Hotels

Accor’s Simon McGrath urges Queensland to set hard border opening date

Christian Fleetwood

Christian Fleetwood

Queensland’s largest hotelier has warned the state faces a pitfall in occupancy rates without a hard border opening date.

Accor Pacific’s chief operating officer, Simon McGrath (pictured), said Queensland’s current border restrictions mean the state “will miss out on the summer dollar”, over a period he said was crucial for local businesses, the economy and jobs.

Accor operates around 100 properties across Queensland, with the company’s occupancy rates in the state hovering at around 30 per cent.

The hospitality giant believes more than 70 per cent of Queensland’s 30,000 hotel rooms and serviced apartments could sit unoccupied through the coming months, with the possibility Accor will be forced to close some of its hotels for the first half of 2021.

“Now is when people are booking visits for the next three to six months, and if they don’t have certainty that Queensland will be open, then Queensland will miss the surge in travel and fall behind other states,” McGrath said.

“Queensland could go from leadership to last in the race for tourism … If Queensland misses this crucial booking window and JobKeeper falls away, then some hotels will close for the first six months of 2021.

“This will significantly impair the state’s ability to bounce back.

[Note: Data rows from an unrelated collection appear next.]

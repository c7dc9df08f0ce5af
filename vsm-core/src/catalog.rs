//! Static rule tables: protocol actions and emergence unlocks per category.
//!
//! The built-in catalog is compiled in. Custom catalogs can be loaded from
//! JSON and are validated so that a single protocol never grants more than one
//! level, even with the duress multiplier applied.
use once_cell::sync::Lazy;
use serde::{Deserialize, Serialize};
use std::collections::{BTreeMap, HashSet};
use std::sync::Arc;

use crate::constants::{
    DURESS_MULTIPLIER, FALLBACK_PERK_DESCRIPTION, FALLBACK_PERK_TITLE, STRAIN_HIGH_THRESHOLD,
    XP_PER_LEVEL,
};
use crate::error::{CatalogError, UnknownCategory};
use crate::stats::CategoryId;

/// A discrete user activity with a fixed reward and load effect.
#[derive(Debug, Clone, PartialEq, Eq, Serialize, Deserialize)]
pub struct ProtocolAction {
    pub name: String,
    pub xp_gain: u32,
    #[serde(default)]
    pub load_delta: i32,
}

/// How a protocol moves the load meter.
#[derive(Debug, Clone, Copy, PartialEq, Eq)]
pub enum LoadImpact {
    StrainHigh,
    StrainLow,
    Neutral,
    Recovery,
}

impl ProtocolAction {
    #[must_use]
    pub fn new(name: impl Into<String>, xp_gain: u32, load_delta: i32) -> Self {
        Self {
            name: name.into(),
            xp_gain,
            load_delta,
        }
    }

    #[must_use]
    pub const fn load_impact(&self) -> LoadImpact {
        if self.load_delta >= STRAIN_HIGH_THRESHOLD {
            LoadImpact::StrainHigh
        } else if self.load_delta > 0 {
            LoadImpact::StrainLow
        } else if self.load_delta < 0 {
            LoadImpact::Recovery
        } else {
            LoadImpact::Neutral
        }
    }

    #[must_use]
    pub const fn is_strain(&self) -> bool {
        matches!(
            self.load_impact(),
            LoadImpact::StrainHigh | LoadImpact::StrainLow
        )
    }
}

/// Narrative unlock shown when a category reaches a level.
#[derive(Debug, Clone, PartialEq, Eq, Serialize, Deserialize)]
pub struct EmergenceEntry {
    pub category: CategoryId,
    pub level: u32,
    pub title: String,
    pub description: String,
}

/// Reward attached to a level-up: a catalog entry or the generic fallback.
#[derive(Debug, Clone, PartialEq, Eq, Serialize, Deserialize)]
#[serde(tag = "kind", rename_all = "snake_case")]
pub enum Perk {
    Emergence(EmergenceEntry),
    Fallback,
}

impl Perk {
    #[must_use]
    pub fn title(&self) -> &str {
        match self {
            Self::Emergence(entry) => &entry.title,
            Self::Fallback => FALLBACK_PERK_TITLE,
        }
    }

    #[must_use]
    pub fn description(&self) -> &str {
        match self {
            Self::Emergence(entry) => &entry.description,
            Self::Fallback => FALLBACK_PERK_DESCRIPTION,
        }
    }

    #[must_use]
    pub const fn is_fallback(&self) -> bool {
        matches!(self, Self::Fallback)
    }
}

/// JSON shape of a custom catalog.
#[derive(Debug, Deserialize)]
struct CatalogFile {
    protocols: BTreeMap<String, Vec<ProtocolAction>>,
    #[serde(default)]
    emergence: Vec<EmergenceEntry>,
}

#[derive(Debug, Clone, PartialEq, Eq)]
pub struct Catalog {
    protocols: BTreeMap<CategoryId, Vec<ProtocolAction>>,
    emergence: BTreeMap<(CategoryId, u32), EmergenceEntry>,
}

static BUILTIN: Lazy<Arc<Catalog>> = Lazy::new(|| Arc::new(builtin_catalog()));

impl Catalog {
    /// The compiled-in rule tables.
    #[must_use]
    pub fn builtin() -> &'static Self {
        &BUILTIN
    }

    /// Shared handle to the built-in catalog.
    #[must_use]
    pub fn shared_builtin() -> Arc<Self> {
        Arc::clone(&BUILTIN)
    }

    /// Build and validate a catalog from explicit tables.
    ///
    /// # Errors
    ///
    /// Returns a [`CatalogError`] if the tables break a catalog invariant.
    pub fn new(
        protocols: BTreeMap<CategoryId, Vec<ProtocolAction>>,
        emergence: Vec<EmergenceEntry>,
    ) -> Result<Self, CatalogError> {
        let mut seen = HashSet::new();
        for entry in &emergence {
            if entry.level < 2 {
                return Err(CatalogError::EmergenceLevelTooLow {
                    category: entry.category,
                    level: entry.level,
                });
            }
            if !seen.insert((entry.category, entry.level)) {
                return Err(CatalogError::DuplicateEmergence {
                    category: entry.category,
                    level: entry.level,
                });
            }
        }
        let catalog = Self {
            protocols,
            emergence: emergence
                .into_iter()
                .map(|entry| ((entry.category, entry.level), entry))
                .collect(),
        };
        catalog.validate()?;
        Ok(catalog)
    }

    /// Load a catalog from JSON.
    ///
    /// # Errors
    ///
    /// Returns an error if the JSON is malformed, names an unknown category,
    /// or the resulting tables fail validation.
    pub fn from_json(json: &str) -> Result<Self, CatalogError> {
        let file: CatalogFile = serde_json::from_str(json)?;
        let mut protocols = BTreeMap::new();
        for (key, actions) in file.protocols {
            let category: CategoryId = key.parse()?;
            protocols.insert(category, actions);
        }
        Self::new(protocols, file.emergence)
    }

    /// Check the protocol tables.
    ///
    /// # Errors
    ///
    /// Returns the first violated invariant: a category without protocols, a
    /// protocol without xp, or one whose duress-scaled gain exceeds a level.
    pub fn validate(&self) -> Result<(), CatalogError> {
        for category in CategoryId::ALL {
            let actions = self.protocols_for(category);
            if actions.is_empty() {
                return Err(CatalogError::EmptyProtocols(category));
            }
            for action in actions {
                if action.xp_gain == 0 {
                    return Err(CatalogError::ZeroXp {
                        category,
                        name: action.name.clone(),
                    });
                }
                if action.xp_gain.saturating_mul(DURESS_MULTIPLIER) > XP_PER_LEVEL {
                    return Err(CatalogError::XpTooLarge {
                        category,
                        name: action.name.clone(),
                        xp_gain: action.xp_gain,
                    });
                }
            }
        }
        Ok(())
    }

    /// Ordered protocols for a category; never empty for a validated catalog.
    #[must_use]
    pub fn protocols_for(&self, category: CategoryId) -> &[ProtocolAction] {
        self.protocols
            .get(&category)
            .map(Vec::as_slice)
            .unwrap_or_default()
    }

    /// String-keyed lookup for callers holding a raw category name.
    ///
    /// # Errors
    ///
    /// Returns [`UnknownCategory`] if `key` is not one of the six categories.
    pub fn protocols_for_key(&self, key: &str) -> Result<&[ProtocolAction], UnknownCategory> {
        let category: CategoryId = key.parse()?;
        Ok(self.protocols_for(category))
    }

    #[must_use]
    pub fn find_protocol(&self, category: CategoryId, name: &str) -> Option<&ProtocolAction> {
        self.protocols_for(category)
            .iter()
            .find(|action| action.name.eq_ignore_ascii_case(name))
    }

    #[must_use]
    pub fn emergence_for(&self, category: CategoryId, level: u32) -> Option<&EmergenceEntry> {
        self.emergence.get(&(category, level))
    }

    /// Emergence entry for the level, or the fallback perk when none is defined.
    #[must_use]
    pub fn perk_for(&self, category: CategoryId, level: u32) -> Perk {
        self.emergence_for(category, level)
            .cloned()
            .map_or(Perk::Fallback, Perk::Emergence)
    }

    pub fn emergence_entries(&self) -> impl Iterator<Item = &EmergenceEntry> {
        self.emergence.values()
    }
}

fn builtin_catalog() -> Catalog {
    let protocols = BTreeMap::from([
        (
            CategoryId::Structure,
            vec![
                ProtocolAction::new("Gym / Strength", 25, -5),
                ProtocolAction::new("Walk", 15, -10),
                ProtocolAction::new("Ergonomics Check", 10, 0),
            ],
        ),
        (
            CategoryId::Yield,
            vec![
                ProtocolAction::new("Deep Work (Writing)", 25, 10),
                ProtocolAction::new("Admin / E-mail", 10, 5),
                ProtocolAction::new("Visualise Problem", 15, 5),
            ],
        ),
        (
            CategoryId::Sense,
            vec![
                ProtocolAction::new("Read Non-fiction", 15, -2),
                ProtocolAction::new("Reflection / Journal", 20, -15),
                ProtocolAction::new("Systems Analysis", 15, 5),
            ],
        ),
        (
            CategoryId::Tuning,
            vec![
                ProtocolAction::new("Plan the Day", 15, -5),
                ProtocolAction::new("Clear the Noise", 10, -2),
                ProtocolAction::new("Save to Buffer", 15, 0),
            ],
        ),
        (
            CategoryId::Energy,
            vec![
                ProtocolAction::new("Garden (Biomass)", 30, -20),
                ProtocolAction::new("Eat Protein", 15, -5),
                ProtocolAction::new("Rest / Hydrate", 10, 0),
            ],
        ),
        (
            CategoryId::Morale,
            vec![
                ProtocolAction::new("Social Interaction", 15, 5),
                ProtocolAction::new("Tend a Relationship", 20, -5),
                ProtocolAction::new("Dress Sharp", 15, 0),
            ],
        ),
    ]);

    let unlock = |category, level, title: &str, description: &str| {
        (
            (category, level),
            EmergenceEntry {
                category,
                level,
                title: title.to_string(),
                description: description.to_string(),
            },
        )
    };
    use CategoryId::{Energy, Morale, Sense, Structure, Tuning, Yield};
    let emergence = BTreeMap::from([
        unlock(
            Structure,
            2,
            "MYOFIBRIL ADAPTATION",
            "Muscle memory established. Starting resistance to training has dropped.",
        ),
        unlock(
            Structure,
            3,
            "SKELETAL INTEGRITY",
            "Posture improved. Ergonomic load causes less wear.",
        ),
        unlock(
            Structure,
            4,
            "IRON TEMPLE",
            "The body asks for activity instead of avoiding it.",
        ),
        unlock(
            Yield,
            2,
            "THE HEMINGWAY BRIDGE",
            "The ability to stop when you know what comes next.",
        ),
        unlock(
            Yield,
            3,
            "FLOW STATE ACCESS",
            "Time needed to reach deep focus has been halved.",
        ),
        unlock(
            Yield,
            4,
            "CONCEPTUAL DENSITY",
            "You say more with fewer words. The density of your text has increased.",
        ),
        unlock(
            Sense,
            2,
            "PATTERN RECOGNITION",
            "You see system faults before they happen.",
        ),
        unlock(
            Sense,
            3,
            "CYBERNETIC LOOP",
            "Feedback from the outside world is now integrated automatically.",
        ),
        unlock(
            Sense,
            4,
            "META-COGNITION",
            "You think about how you think while you think.",
        ),
        unlock(
            Tuning,
            2,
            "NOISE FILTER",
            "Irrelevant signals are filtered out automatically.",
        ),
        unlock(
            Tuning,
            3,
            "AGILE ADAPTATION",
            "The schedule is no longer a law, but a hypothesis.",
        ),
        unlock(
            Energy,
            2,
            "PHOTOSYNTHESIS",
            "Time spent in zone 3 recharges the batteries 20% faster.",
        ),
        unlock(
            Energy,
            3,
            "GASTRIC RHYTHM",
            "You sense the body's signals before energy dips.",
        ),
        unlock(
            Energy,
            4,
            "BIOMASS RECYCLING",
            "Everything is nourishment. Even setbacks are composted into growth.",
        ),
        unlock(
            Morale,
            2,
            "SIGNAL CLARITY",
            "Your communication gets through without noise.",
        ),
        unlock(
            Morale,
            3,
            "SOCIAL BATTERY EXTENDED",
            "Interaction drains less energy.",
        ),
    ]);

    Catalog {
        protocols,
        emergence,
    }
}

Certainty is required now.”

Based on current Google Trends data, 69 per cent of the 105 Queensland hotels listed by Google, at the time of writing, have availability.

The news comes as Queensland Premier Annastacia Palaszczuk announced the state did not record any new coronavirus cases overnight, with the state down to just five active cases.

In the past week, Queensland has recorded just two new local cases, both of whom were already in quarantine, Palaszczuk said, adding that another good day for the state will see a review occur on restrictions in South East Queensland.

As it stands, travellers arriving in Queensland are required to provide a valid Border Declaration Pass to enter the state, while travellers arriving from declared COVID-19 hotspots – NSW, Victoria, and the ACT – must go into 14 days of quarantine.

However, from Friday, the ACT will no longer be considered a COVID-19 hotspot, as long as there are no confirmed cases between 18 September and then.

Queensland is also set to shift its border zone, bringing in five NSW local government areas: Byron, Ballina, Lismore, Richmond Valley, and Glen Innes.

Residents from these areas will be able to travel to Queensland, while Queenslanders will be allowed to freely travel into those NSW areas. However, Queenslanders will still need to apply for a border pass.

In added good news, The Sydney Morning Herald reported Queensland could reopen the border to all of NSW on 6 October, provided NSW Health authorities are able to trace every new COVID-19 case acquired until then.

NSW Premier Gladys Berejiklian welcomed the partial reopening of Queensland to the five local government areas, but urged Premier Palaszczuk to “dispense with half-measures”, according to the outlet.

“We are always only a few days from another outbreak, but so is Queensland … it is time for the Queensland government to bring down the whole border,” Berejiklian said, according to SMH.